During the summer of 1885 the Director, accompanied by Mr. James Stevenson, revisited portions of Arizona and New Mexico in which many structures are found which have greatly interested travelers and anthropologists, and about which various theories have grown. The results of the investigation have been so much more distinct and comprehensive than any before obtained that they require to be reported with some detail.

On the plain to the west of the Little Colorado River and north of the San Francisco Mountain there are many scattered ruins, usually having one, two, or three rooms each, all of which are built of basaltic cinders and blocks. Through the plain a valley runs to the north, and then east to the Little Colorado. Down the midst of the valley there is a wash, through which, in seasons of great rainfall, a stream courses. Along this stream there are extensive ruins built of sandstone and limestone. At one place a village site was discovered, in which several hundred people once found shelter. To the north of this and about twenty-five miles from the summit of San Francisco Peak there is a volcanic cone of cinder and basalt. This small cone had been used as the site of a village, a pueblo having been built around the crater. The materials of construction were derived from a great sandstone quarry near by, and the pit from which they were taken was many feet in depth and extended over two or three acres of ground. The cone rises on the west in a precipitous cliff from the valley of an intermittent creek. The pueblo was built on that side at the summit of the cliff, and extending on the north and south sides along the summit of steep slopes, was inclosed on the east, so that the plaza was entered by a covered way. The court, or plaza, was about one-third of an acre in area. The little pueblo contained perhaps sixty or seventy rooms. Southward of San Francisco Mountain many other ruins were found.

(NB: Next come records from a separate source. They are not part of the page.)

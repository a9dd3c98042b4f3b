//! Readiness markers in NativeScript CLI output.
//!
//! Every predicate looks at a single stdout chunk and keeps no state; callers
//! latch the first hit themselves. Chunks are whatever the pipe delivered, so
//! a marker split across two chunks is not recognised.

use std::sync::LazyLock;

use regex_lite::Regex;

use crate::constants::{DEBUGGER_STARTED_MARKER, SOCKET_PREFIX, SYNCED_MARKER};

static SOCKET_PATTERN: LazyLock<Regex> =
    LazyLock::new(|| Regex::new(r"socket-file-location: .*\.sock").expect("valid socket regex"));

static DEBUG_PORT_PATTERN: LazyLock<Regex> =
    LazyLock::new(|| Regex::new(r"debug port: (\d{5})").expect("valid debug port regex"));

/// Path of the iOS debugger socket announced in `chunk`.
pub fn socket_opened(chunk: &str) -> Option<String> {
    SOCKET_PATTERN
        .find(chunk)
        .map(|m| m.as_str()[SOCKET_PREFIX.len()..].to_string())
}

pub fn app_synced(chunk: &str) -> bool {
    chunk.contains(SYNCED_MARKER)
}

pub fn debug_launched(chunk: &str) -> bool {
    chunk.contains(DEBUGGER_STARTED_MARKER)
}

/// Android debug port announced in `chunk`. A port of zero counts as no match.
pub fn debug_port(chunk: &str) -> Option<u16> {
    DEBUG_PORT_PATTERN
        .captures(chunk)
        .and_then(|caps| caps.get(1))
        .and_then(|digits| digits.as_str().parse::<u32>().ok())
        .filter(|port| *port != 0)
        .and_then(|port| u16::try_from(port).ok())
}

#[cfg(test)]
mod tests {
    use super::*;

    #[test]
    fn test_socket_path_extracted() {
        assert_eq!(
            socket_opened("socket-file-location: /tmp/x.sock").as_deref(),
            Some("/tmp/x.sock")
        );
        let chunk = "Setting up debugger proxy...\nsocket-file-location: /Users/dev/dbg.sock\n";
        assert_eq!(socket_opened(chunk).as_deref(), Some("/Users/dev/dbg.sock"));
    }

    #[test]
    fn test_socket_requires_sock_suffix() {
        assert_eq!(socket_opened("socket-file-location: /tmp/x"), None);
        assert_eq!(socket_opened("foo"), None);
    }

    #[test]
    fn test_split_marker_is_not_recognised() {
        assert_eq!(socket_opened("socket-file-loc"), None);
        assert_eq!(socket_opened("ation: /tmp/x.sock"), None);
        assert!(!app_synced("Successfully synced"));
        assert!(!app_synced(" application"));
    }

    #[test]
    fn test_app_synced() {
        assert!(app_synced(
            "Successfully synced application org.nativescript.app on device 1234."
        ));
        assert!(!app_synced("Successfully prepared plugin"));
    }

    #[test]
    fn test_debug_launched() {
        assert!(debug_launched("# NativeScript Debugger started #\n"));
        assert!(!debug_launched("NativeScript Debugger started"));
    }

    #[test]
    fn test_debug_port_parsed() {
        assert_eq!(
            debug_port("device: 030b258308e6ce89 debug port: 40001"),
            Some(40001)
        );
        assert_eq!(debug_port("debug port: 40001\n"), Some(40001));
    }

    #[test]
    fn test_debug_port_zero_is_no_match() {
        assert_eq!(debug_port("debug port: 00000"), None);
    }

    #[test]
    fn test_debug_port_needs_five_digits() {
        assert_eq!(debug_port("debug port: 4000"), None);
        assert_eq!(debug_port("debug port:40001"), None);
        assert_eq!(debug_port("debug port: 99999"), None);
    }
}
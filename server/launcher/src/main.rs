use clap::Parser;
use log::error;
use std::io::{self, Write};

use ns_launcher::orchestrator::{emit, execute, LauncherEvent};
use ns_launcher::{Args, LaunchError};

fn init_logging(args: &Args) {
    // Diagnostics go to stderr; stdout carries JSON events for the host.
    let mut builder =
        env_logger::Builder::from_env(env_logger::Env::default().default_filter_or("info"));
    if let Some(level) = &args.log_level {
        builder.parse_filters(level);
    }
    builder.format_timestamp_millis().init();
}

fn main() {
    let args = Args::parse();
    init_logging(&args);

    let stdout = io::stdout();
    let mut out = stdout.lock();

    let code = match execute(&args, &mut out) {
        Ok(code) => code,
        Err(e) => {
            error!("{e:#}");
            let kind = e
                .downcast_ref::<LaunchError>()
                .map(LaunchError::kind)
                .unwrap_or("launcher");
            let event = LauncherEvent::Error {
                kind: kind.to_string(),
                message: e.to_string(),
            };
            if let Err(e) = emit(&mut out, &event) {
                error!("failed to report error to host: {e:#}");
            }
            1
        }
    };

    let _ = out.flush();
    std::process::exit(code);
}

East of the San Francisco Peak, at a distance of about twelve miles, another cinder cone was found. Here the cinders are soft and friable, and the cone is a prettily shaped dome. On the southern slope there are excavations into the indurated and coherent cinder mass, constituting chambers, often ten or twelve feet in diameter and six to ten feet in height. The chambers are of irregular shape, and occasionally a larger central chamber forms a kind of vestibule to several smaller ones gathered about it. The smaller chambers are sometimes at the same altitude as the central or principal one, and sometimes at a lower altitude. About one hundred and fifty of these chambers have been excavated. Most of them are now partly filled by the caving in of the walls and ceilings, but some of them are yet in a good state of preservation. In these chambers, and about them on the summit and sides of the cinder cone, many stone implements were found, especially metates. Some bone implements also were discovered. At the very summit of the little cone there is a plaza, inclosed by a rude wall made of volcanic cinders, the floor of which was carefully leveled. The plaza is about forty-five by seventy-five feet in area. Here the people lived in underground houses—chambers hewn from the friable volcanic cinders. Before them, to the south, west, and north, stretched beautiful valleys, beyond which volcanic cones are seen rising amid pine forests. The people probably cultivated patches of ground in the low valleys.